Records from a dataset
<<<<
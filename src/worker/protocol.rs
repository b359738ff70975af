use crate::{
    foundation::{
        core::RenderOptions,
        error::{RastreeError, RastreeResult},
    },
    node::Node,
};

/// Messages sent to the worker.
#[derive(Clone, Debug, PartialEq, serde::Serialize, serde::Deserialize)]
#[serde(tag = "type", rename_all = "snake_case")]
pub enum InboundMessage {
    /// Render a node tree.
    Render {
        /// Compiled tree.
        node: Node,
        /// Output options; defaults apply when omitted.
        #[serde(default)]
        options: RenderOptions,
    },
}

/// Messages emitted by the worker.
#[derive(Clone, Debug, PartialEq, serde::Serialize, serde::Deserialize)]
#[serde(tag = "type", rename_all = "snake_case")]
pub enum OutboundMessage {
    /// Initialization finished; renders are now serviced.
    Ready,
    /// A render succeeded.
    RenderComplete {
        /// Encoded output as a base64 `data:` URL.
        #[serde(rename = "dataUrl")]
        data_url: String,
        /// Wall time spent rendering, in milliseconds.
        duration: f64,
    },
    /// A render failed; `error` is the failure's display string.
    RenderError {
        /// Failure reason.
        error: String,
    },
}

impl InboundMessage {
    /// Encode for the wire.
    pub fn to_wire(&self) -> RastreeResult<String> {
        serde_json::to_string(self).map_err(|e| RastreeError::serde(e.to_string()))
    }

    /// Decode from the wire. Failures are protocol errors.
    pub fn from_wire(raw: &str) -> RastreeResult<Self> {
        serde_json::from_str(raw)
            .map_err(|e| RastreeError::worker_protocol(format!("malformed inbound message: {e}")))
    }
}

impl OutboundMessage {
    /// Encode for the wire.
    pub fn to_wire(&self) -> RastreeResult<String> {
        serde_json::to_string(self).map_err(|e| RastreeError::serde(e.to_string()))
    }

    /// Decode from the wire. Failures are protocol errors.
    pub fn from_wire(raw: &str) -> RastreeResult<Self> {
        serde_json::from_str(raw)
            .map_err(|e| RastreeError::worker_protocol(format!("malformed outbound message: {e}")))
    }
}

#[cfg(test)]
#[path = "../../tests/unit/worker/protocol.rs"]
mod tests;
>>>>
Where a line above holds the word "impl", copy it.

impl InboundMessage {
impl OutboundMessage {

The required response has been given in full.